● WORK ITEM
Would you return all of this data exactly, leaving nothing out?

● DATA FOR THIS EXERCISE
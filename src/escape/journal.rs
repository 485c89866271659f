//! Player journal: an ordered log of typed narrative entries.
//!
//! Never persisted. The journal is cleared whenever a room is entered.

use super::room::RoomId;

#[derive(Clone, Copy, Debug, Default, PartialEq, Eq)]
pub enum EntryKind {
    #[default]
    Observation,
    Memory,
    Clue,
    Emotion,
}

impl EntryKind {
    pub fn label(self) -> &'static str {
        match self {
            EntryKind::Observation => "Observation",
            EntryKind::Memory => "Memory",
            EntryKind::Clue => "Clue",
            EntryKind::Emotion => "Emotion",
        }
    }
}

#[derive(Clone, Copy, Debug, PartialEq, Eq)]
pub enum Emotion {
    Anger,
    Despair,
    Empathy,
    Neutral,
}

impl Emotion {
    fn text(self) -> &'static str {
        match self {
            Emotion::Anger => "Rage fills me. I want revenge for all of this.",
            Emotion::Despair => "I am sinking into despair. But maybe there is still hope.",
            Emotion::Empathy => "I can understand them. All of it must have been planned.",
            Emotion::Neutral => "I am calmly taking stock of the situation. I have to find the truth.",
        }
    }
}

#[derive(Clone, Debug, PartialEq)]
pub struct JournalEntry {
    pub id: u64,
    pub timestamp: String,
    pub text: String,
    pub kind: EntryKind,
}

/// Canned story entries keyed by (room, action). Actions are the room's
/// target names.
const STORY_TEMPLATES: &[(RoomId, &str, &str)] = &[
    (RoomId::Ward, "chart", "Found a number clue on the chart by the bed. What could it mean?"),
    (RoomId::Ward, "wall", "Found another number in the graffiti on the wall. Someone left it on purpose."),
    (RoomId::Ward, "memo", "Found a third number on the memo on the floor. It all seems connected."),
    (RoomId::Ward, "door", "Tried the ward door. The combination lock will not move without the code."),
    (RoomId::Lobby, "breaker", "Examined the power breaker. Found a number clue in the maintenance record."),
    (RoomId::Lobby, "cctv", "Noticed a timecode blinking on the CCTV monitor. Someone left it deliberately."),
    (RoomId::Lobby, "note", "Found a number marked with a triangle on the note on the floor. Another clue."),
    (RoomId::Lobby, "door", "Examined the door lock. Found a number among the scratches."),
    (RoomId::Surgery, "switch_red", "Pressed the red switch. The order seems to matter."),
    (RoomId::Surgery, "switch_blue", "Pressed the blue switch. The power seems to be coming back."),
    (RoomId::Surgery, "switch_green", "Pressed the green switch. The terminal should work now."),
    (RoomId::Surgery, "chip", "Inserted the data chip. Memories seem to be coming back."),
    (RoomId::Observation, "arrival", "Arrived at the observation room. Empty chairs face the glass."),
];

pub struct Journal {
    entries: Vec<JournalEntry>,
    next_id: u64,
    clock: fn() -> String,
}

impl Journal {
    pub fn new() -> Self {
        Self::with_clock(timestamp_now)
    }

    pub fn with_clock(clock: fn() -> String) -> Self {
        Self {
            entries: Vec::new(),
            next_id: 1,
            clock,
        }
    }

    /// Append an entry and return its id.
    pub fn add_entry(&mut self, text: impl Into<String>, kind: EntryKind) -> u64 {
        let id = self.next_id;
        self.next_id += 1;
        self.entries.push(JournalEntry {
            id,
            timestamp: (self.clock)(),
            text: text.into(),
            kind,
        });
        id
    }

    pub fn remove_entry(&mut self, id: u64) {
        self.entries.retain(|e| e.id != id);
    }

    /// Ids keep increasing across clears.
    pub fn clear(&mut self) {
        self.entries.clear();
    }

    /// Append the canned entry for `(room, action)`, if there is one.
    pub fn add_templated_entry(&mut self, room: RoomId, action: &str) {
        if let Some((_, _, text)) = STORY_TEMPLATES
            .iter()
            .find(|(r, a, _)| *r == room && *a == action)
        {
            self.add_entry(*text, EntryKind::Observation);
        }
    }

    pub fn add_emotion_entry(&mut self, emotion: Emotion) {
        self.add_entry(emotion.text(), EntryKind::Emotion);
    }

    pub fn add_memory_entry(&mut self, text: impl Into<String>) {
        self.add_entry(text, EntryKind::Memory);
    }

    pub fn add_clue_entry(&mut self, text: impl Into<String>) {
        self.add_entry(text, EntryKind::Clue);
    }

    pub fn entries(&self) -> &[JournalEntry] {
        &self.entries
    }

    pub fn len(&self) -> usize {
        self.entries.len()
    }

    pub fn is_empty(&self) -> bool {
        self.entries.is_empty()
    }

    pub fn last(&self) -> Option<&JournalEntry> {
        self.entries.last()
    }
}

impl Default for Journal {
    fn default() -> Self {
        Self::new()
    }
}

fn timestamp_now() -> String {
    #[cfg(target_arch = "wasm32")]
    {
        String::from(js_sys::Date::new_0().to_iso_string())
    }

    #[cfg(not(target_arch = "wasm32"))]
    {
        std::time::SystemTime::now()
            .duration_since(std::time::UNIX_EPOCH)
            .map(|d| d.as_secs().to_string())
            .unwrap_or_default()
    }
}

● THE ANSWER
filename src/escape/journal.rs
repository 485c89866271659f
//! Player journal: an ordered log of typed narrative entries.
//!
//! Never persisted. The journal is cleared whenever a room is entered.

use super::room::RoomId;

#[derive(Clone, Copy, Debug, Default, PartialEq, Eq)]
pub enum EntryKind {
    #[default]
    Observation,
    Memory,
    Clue,
    Emotion,
}

impl EntryKind {
    pub fn label(self) -> &'static str {
        match self {
            EntryKind::Observation => "Observation",
            EntryKind::Memory => "Memory",
            EntryKind::Clue => "Clue",
            EntryKind::Emotion => "Emotion",
        }
    }
}

#[derive(Clone, Copy, Debug, PartialEq, Eq)]
pub enum Emotion {
    Anger,
    Despair,
    Empathy,
    Neutral,
}

impl Emotion {
    fn text(self) -> &'static str {
        match self {
            Emotion::Anger => "Rage fills me. I want revenge for all of this.",
            Emotion::Despair => "I am sinking into despair. But maybe there is still hope.",
            Emotion::Empathy => "I can understand them. All of it must have been planned.",
            Emotion::Neutral => "I am calmly taking stock of the situation. I have to find the truth.",
        }
    }
}

#[derive(Clone, Debug, PartialEq)]
pub struct JournalEntry {
    pub id: u64,
    pub timestamp: String,
    pub text: String,
    pub kind: EntryKind,
}

/// Canned story entries keyed by (room, action). Actions are the room's
/// target names.
const STORY_TEMPLATES: &[(RoomId, &str, &str)] = &[
    (RoomId::Ward, "chart", "Found a number clue on the chart by the bed. What could it mean?"),
    (RoomId::Ward, "wall", "Found another number in the graffiti on the wall. Someone left it on purpose."),
    (RoomId::Ward, "memo", "Found a third number on the memo on the floor. It all seems connected."),
    (RoomId::Ward, "door", "Tried the ward door. The combination lock will not move without the code."),
    (RoomId::Lobby, "breaker", "Examined the power breaker. Found a number clue in the maintenance record."),
    (RoomId::Lobby, "cctv", "Noticed a timecode blinking on the CCTV monitor. Someone left it deliberately."),
    (RoomId::Lobby, "note", "Found a number marked with a triangle on the note on the floor. Another clue."),
    (RoomId::Lobby, "door", "Examined the door lock. Found a number among the scratches."),
    (RoomId::Surgery, "switch_red", "Pressed the red switch. The order seems to matter."),
    (RoomId::Surgery, "switch_blue", "Pressed the blue switch. The power seems to be coming back."),
    (RoomId::Surgery, "switch_green", "Pressed the green switch. The terminal should work now."),
    (RoomId::Surgery, "chip", "Inserted the data chip. Memories seem to be coming back."),
    (RoomId::Observation, "arrival", "Arrived at the observation room. Empty chairs face the glass."),
];

pub struct Journal {
    entries: Vec<JournalEntry>,
    next_id: u64,
    clock: fn() -> String,
}

impl Journal {
    pub fn new() -> Self {
        Self::with_clock(timestamp_now)
    }

    pub fn with_clock(clock: fn() -> String) -> Self {
        Self {
            entries: Vec::new(),
            next_id: 1,
            clock,
        }
    }

    /// Append an entry and return its id.
    pub fn add_entry(&mut self, text: impl Into<String>, kind: EntryKind) -> u64 {
        let id = self.next_id;
        self.next_id += 1;
        self.entries.push(JournalEntry {
            id,
            timestamp: (self.clock)(),
            text: text.into(),
            kind,
        });
        id
    }

    pub fn remove_entry(&mut self, id: u64) {
        self.entries.retain(|e| e.id != id);
    }

    /// Ids keep increasing across clears.
    pub fn clear(&mut self) {
        self.entries.clear();
    }

    /// Append the canned entry for `(room, action)`, if there is one.
    pub fn add_templated_entry(&mut self, room: RoomId, action: &str) {
        if let Some((_, _, text)) = STORY_TEMPLATES
            .iter()
            .find(|(r, a, _)| *r == room && *a == action)
        {
            self.add_entry(*text, EntryKind::Observation);
        }
    }

    pub fn add_emotion_entry(&mut self, emotion: Emotion) {
        self.add_entry(emotion.text(), EntryKind::Emotion);
    }

    pub fn add_memory_entry(&mut self, text: impl Into<String>) {
        self.add_entry(text, EntryKind::Memory);
    }

    pub fn add_clue_entry(&mut self, text: impl Into<String>) {
        self.add_entry(text, EntryKind::Clue);
    }

    pub fn entries(&self) -> &[JournalEntry] {
        &self.entries
    }

    pub fn len(&self) -> usize {
        self.entries.len()
    }

    pub fn is_empty(&self) -> bool {
        self.entries.is_empty()
    }

    pub fn last(&self) -> Option<&JournalEntry> {
        self.entries.last()
    }
}

impl Default for Journal {
    fn default() -> Self {
        Self::new()
    }
}

fn timestamp_now() -> String {
    #[cfg(target_arch = "wasm32")]
    {
        String::from(js_sys::Date::new_0().to_iso_string())
    }

    #[cfg(not(target_arch = "wasm32"))]
    {
        std::time::SystemTime::now()
            .duration_since(std::time::UNIX_EPOCH)
            .map(|d| d.as_secs().to_string())
            .unwrap_or_default()
    }
}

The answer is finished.